AHRQ has promoted and published the Six Building Blocks website to support hands-on coaching and broader dissemination of this program. Learn more about the Six Building Blocks and how they can be used at your organization directly from the resulting website: ImprovingOpioidCare.org

Excerpt from the Implementation Guide.

Spreading impactful results

ITHS is in a unique position to catalyze work that emanates from clinical practices facing a challenging issue such as management of opioid medications for treatment of chronic pain and opioid use disorder. According to Dr.

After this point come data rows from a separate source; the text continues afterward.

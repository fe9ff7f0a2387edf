//! Air-conditioning command handler.

use cdi_core::Cdi;

use crate::cli::{GlobalOpts, TemperatureArgs};
use crate::error::CliError;

use super::util;

pub async fn handle(
    cdi: &Cdi,
    args: TemperatureArgs,
    global: &GlobalOpts,
) -> Result<(), CliError> {
    let space = cdi.find_space(&args.space)?;
    let data = space.set_temperature(args.value).await?;
    util::report_control(
        global,
        space,
        &format!("AC target set to {}", args.value),
        &data,
    );
    Ok(())
}
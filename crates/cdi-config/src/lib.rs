//! Shared configuration for CDI tools.
//!
//! TOML profiles, the room config map, password resolution (env + keyring +
//! plaintext), and translation to `cdi_core::ConnectionConfig`. The CLI adds
//! flag-aware wrappers on top.

use std::collections::BTreeMap;
use std::path::{Path, PathBuf};

use directories::ProjectDirs;
use figment::{
    Figment,
    providers::{Env, Format, Serialized, Toml},
};
use secrecy::{ExposeSecret, SecretString};
use serde::{Deserialize, Serialize};
use thiserror::Error;
use tracing::debug;

use cdi_core::{ConnectionConfig, SpaceConfigMap, TlsMode};

/// Keyring service name for stored passwords.
const KEYRING_SERVICE: &str = "cdi";

// ── Error ───────────────────────────────────────────────────────────

#[derive(Debug, Error)]
pub enum ConfigError {
    #[error("invalid {field}: {reason}")]
    Validation { field: String, reason: String },

    #[error("no credentials configured for profile '{profile}'")]
    NoCredentials { profile: String },

    #[error("failed to serialize config: {0}")]
    Serialization(#[from] toml::ser::Error),

    #[error("config loading failed: {0}")]
    Figment(Box<figment::Error>),

    #[error("keyring error: {0}")]
    Keyring(#[from] keyring::Error),

    #[error("IO error: {0}")]
    Io(#[from] std::io::Error),
}

impl From<figment::Error> for ConfigError {
    fn from(err: figment::Error) -> Self {
        Self::Figment(Box::new(err))
    }
}

// ── TOML config structs ─────────────────────────────────────────────

/// Top-level TOML configuration.
#[derive(Debug, Deserialize, Serialize)]
pub struct Config {
    /// Default profile name.
    pub default_profile: Option<String>,

    /// Named server profiles.
    #[serde(default)]
    pub profiles: BTreeMap<String, Profile>,

    /// Room id -> floor / door / lighting zone layout.
    #[serde(default, skip_serializing_if = "SpaceConfigMap::is_empty")]
    pub rooms: SpaceConfigMap,
}

impl Default for Config {
    fn default() -> Self {
        Self {
            default_profile: Some("default".into()),
            profiles: BTreeMap::new(),
            rooms: SpaceConfigMap::new(),
        }
    }
}

/// A named CDI server profile.
#[derive(Debug, Default, Deserialize, Serialize)]
pub struct Profile {
    /// Server address, `host[:port]` (e.g., "10.0.0.5:8080").
    pub address: String,

    /// Login user name.
    pub username: Option<String>,

    /// Password (plaintext; prefer keyring or env var).
    pub password: Option<String>,

    /// Environment variable name containing the password.
    pub password_env: Option<String>,

    /// Accept self-signed certificates on `https://` addresses.
    pub insecure: Option<bool>,
}

// ── Config file path ────────────────────────────────────────────────

/// Resolve the config file path: `CDI_CONFIG`, else platform conventions.
pub fn config_path() -> PathBuf {
    if let Some(path) = std::env::var_os("CDI_CONFIG") {
        return PathBuf::from(path);
    }

    ProjectDirs::from("com", "cdi", "cdi").map_or_else(
        || {
            let mut p = dirs_fallback();
            p.push("config.toml");
            p
        },
        |dirs| dirs.config_dir().join("config.toml"),
    )
}

fn dirs_fallback() -> PathBuf {
    let mut p = PathBuf::from(std::env::var("HOME").unwrap_or_else(|_| ".".into()));
    p.push(".config");
    p.push("cdi");
    p
}

// ── Config loading ──────────────────────────────────────────────────

/// Load the full Config from the canonical file + environment.
pub fn load_config() -> Result<Config, ConfigError> {
    load_config_from(&config_path())
}

/// Load the full Config from `path` + environment.
///
/// Layers: built-in defaults, then the TOML file (if present), then
/// `CDI_`-prefixed env vars with `__` as the nesting separator
/// (`CDI_DEFAULTS__OUTPUT=json`).
pub fn load_config_from(path: &Path) -> Result<Config, ConfigError> {
    debug!(path = %path.display(), "loading config");

    let figment = Figment::new()
        .merge(Serialized::defaults(Config::default()))
        .merge(Toml::file(path))
        .merge(Env::prefixed("CDI_").split("__"));

    let config: Config = figment.extract()?;
    Ok(config)
}

/// Load config, returning a default if the file doesn't exist or is broken.
pub fn load_config_or_default() -> Config {
    load_config().unwrap_or_default()
}

// ── Config saving ───────────────────────────────────────────────────

/// Serialize config to TOML and write to the canonical config path.
pub fn save_config(cfg: &Config) -> Result<(), ConfigError> {
    save_config_to(cfg, &config_path())
}

pub fn save_config_to(cfg: &Config, path: &Path) -> Result<(), ConfigError> {
    if let Some(parent) = path.parent() {
        std::fs::create_dir_all(parent)?;
    }
    let toml_str = toml::to_string_pretty(cfg)?;
    std::fs::write(path, toml_str)?;
    Ok(())
}

// ── Credential resolution (without CLI flags) ───────────────────────

fn keyring_entry(profile_name: &str) -> Result<keyring::Entry, keyring::Error> {
    keyring::Entry::new(KEYRING_SERVICE, &format!("{profile_name}/password"))
}

/// Resolve the login user name for a profile.
pub fn resolve_username(profile: &Profile, profile_name: &str) -> Result<String, ConfigError> {
    profile
        .username
        .clone()
        .ok_or_else(|| ConfigError::NoCredentials {
            profile: profile_name.into(),
        })
}

/// Resolve a profile's password without CLI flags.
///
/// Order: the profile's `password_env` variable, system keyring,
/// plaintext `password`.
pub fn resolve_password(profile: &Profile, profile_name: &str) -> Result<SecretString, ConfigError> {
    // 1. Profile's password_env → env var lookup
    if let Some(ref env_name) = profile.password_env {
        if let Ok(val) = std::env::var(env_name) {
            return Ok(SecretString::from(val));
        }
    }

    // 2. System keyring
    if let Ok(entry) = keyring_entry(profile_name) {
        if let Ok(pw) = entry.get_password() {
            return Ok(SecretString::from(pw));
        }
    }

    // 3. Plaintext in config
    if let Some(ref pw) = profile.password {
        return Ok(SecretString::from(pw.clone()));
    }

    Err(ConfigError::NoCredentials {
        profile: profile_name.into(),
    })
}

/// Store a profile's password in the system keyring.
pub fn store_password(profile_name: &str, password: &SecretString) -> Result<(), ConfigError> {
    keyring_entry(profile_name)?.set_password(password.expose_secret())?;
    Ok(())
}

/// Build a `ConnectionConfig` from a profile and an already resolved
/// password.
pub fn profile_to_connection(
    profile: &Profile,
    profile_name: &str,
    password: SecretString,
) -> Result<ConnectionConfig, ConfigError> {
    if profile.address.trim().is_empty() {
        return Err(ConfigError::Validation {
            field: "address".into(),
            reason: format!("profile '{profile_name}' has an empty address"),
        });
    }

    let username = resolve_username(profile, profile_name)?;
    let mut connection = ConnectionConfig::new(profile.address.clone(), username, password);
    if profile.insecure.unwrap_or(false) {
        connection.tls = TlsMode::DangerAcceptInvalid;
    }
    Ok(connection)
}

#[cfg(test)]
mod tests {
    #![allow(clippy::unwrap_used)]

    use pretty_assertions::assert_eq;

    use cdi_core::RoomId;

    use super::*;

    const SAMPLE: &str = r#"
default_profile = "office"

[profiles.office]
address = "10.0.0.5:8080"
username = "operator"
password = "plain"

[rooms."101"]
floor = 3
door_id = "D-101"

[rooms."101".zone]
all = ["L1", "L2"]
reading = ["L1"]
"#;

    #[test]
    fn loads_profiles_and_rooms_from_file() {
        let dir = tempfile::tempdir().unwrap();
        let path = dir.path().join("config.toml");
        std::fs::write(&path, SAMPLE).unwrap();

        let cfg = load_config_from(&path).unwrap();

        assert_eq!(cfg.default_profile.as_deref(), Some("office"));
        let office = &cfg.profiles["office"];
        assert_eq!(office.address, "10.0.0.5:8080");
        assert_eq!(office.username.as_deref(), Some("operator"));

        let room = cfg.rooms.get(&RoomId::new("101")).unwrap();
        assert_eq!(room.floor.as_deref(), Some("3"));
        assert_eq!(room.zone.as_ref().unwrap().presets.len(), 1);
    }

    #[test]
    fn missing_file_yields_defaults() {
        let dir = tempfile::tempdir().unwrap();
        let cfg = load_config_from(&dir.path().join("absent.toml")).unwrap();

        assert_eq!(cfg.default_profile.as_deref(), Some("default"));
        assert!(cfg.profiles.is_empty());
        assert!(cfg.rooms.is_empty());
    }

    #[test]
    fn save_then_load_keeps_rooms() {
        let dir = tempfile::tempdir().unwrap();
        let src = dir.path().join("in.toml");
        std::fs::write(&src, SAMPLE).unwrap();
        let cfg = load_config_from(&src).unwrap();

        let dst = dir.path().join("nested").join("out.toml");
        save_config_to(&cfg, &dst).unwrap();
        let reloaded = load_config_from(&dst).unwrap();

        assert_eq!(reloaded.rooms, cfg.rooms);
    }

    #[test]
    fn plaintext_password_is_last_resort() {
        let profile = Profile {
            address: "cdi:80".into(),
            username: Some("op".into()),
            password: Some("plain".into()),
            password_env: Some("CDI_TEST_UNSET_PASSWORD_VAR".into()),
            insecure: None,
        };
        let pw = resolve_password(&profile, "cdi-config-test-no-keyring").unwrap();
        assert_eq!(pw.expose_secret(), "plain");
    }

    #[test]
    fn connection_requires_username() {
        let profile = Profile {
            address: "cdi:80".into(),
            ..Profile::default()
        };
        let err = profile_to_connection(&profile, "p", SecretString::from("x")).unwrap_err();
        assert!(matches!(err, ConfigError::NoCredentials { .. }));
    }

    #[test]
    fn insecure_profile_relaxes_tls() {
        let profile = Profile {
            address: "https://cdi.local".into(),
            username: Some("op".into()),
            insecure: Some(true),
            ..Profile::default()
        };
        let conn = profile_to_connection(&profile, "p", SecretString::from("x")).unwrap();
        assert_eq!(conn.tls, TlsMode::DangerAcceptInvalid);
        assert_eq!(conn.username, "op");
    }
}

Baldwin, the Six Building Blocks is a “truly community engaged project.” The Six Building blocks were developed in collaboration with community practices, then tested and refined in new practices, and now are available to a broader community.

This is a truly community engaged project

Over the course of the project, the research team saw a significant decline at the study sites in both the percent of patients using high dose opioids and the overall number of patients using opioids for chronic pain. In addition, it was not uncommon for physicians and staff in the clinics to report that patients described how their pain had decreased as they lowered their opioid dose.

“In addition to seeing these numbers improve, we observed that the providers and staff were better able to care for these patients with less stress and burn-out,” said Dr. Baldwin. This particular intervention targeted the practices and health care professionals themselves. Drs. Parchman and Baldwin wanted to see high level changes within an organization, a collaborative team effort in developing a new plan for managing opioids, and more consistency among clinics and between providers. Both qualitative and quantitative data from their study have demonstrated the Six Building Blocks program’s success in shifting clinic culture to reach these goals.

One of the clinics involved in this study won a statewide award for healthcare excellence: Clearwater Valley Hospital and Clinics was one of four recipients of Qualis Health’s 2018 Idaho Award of Excellence in Healthcare Quality as a direct result of this project.

“We could not have done this work without the ITHS infrastructure” emphasized Dr. Parchman, referring to the existing WPRN network and an electronic data sharing tool supported by ITHS called DataQUEST, which allowed the team to easily measure changes in outcome metrics of success.

Where will this project go next?

The Six Building Blocks team has received funding from a multitude of sources so that team members can continue their work at the state and national level.

  • The Washington State Department of Health has contracted with the research team to support implementation of the Six Building Blocks program across the state.
  • The team is working with the Olympic Communities of Health, one of Washington State’s Accountable Communities of Health to support use of Six Building Blocks within their health care organizations across the three counties covering a large geographic area including the Olympic Peninsula.
  • The Centers for Disease Control has incorporated the Six Building Blocks into the implementation strategy within their guidelines for prescribing opioids for chronic pain.

The Six Building Blocks dissemination plan covers hundreds of primary care practices with a catchment area of thousands of patients. Furthermore, AHRQ is providing funding to migrate the existing coached Six Building Blocks toolkit and resources into a more self-sufficient, ‘do-it yourself’ independent change package. The Six Building Blocks team is likely to have a strong role in the development of this new toolkit.

“This is an amazing piece of work” said Dr. Baldwin, highlighting how the team continues to make a difference and “gain traction with a myriad of organizations.”

This research was funded in part by the Agency for Health Care Research and Quality under grant number R18HS023750.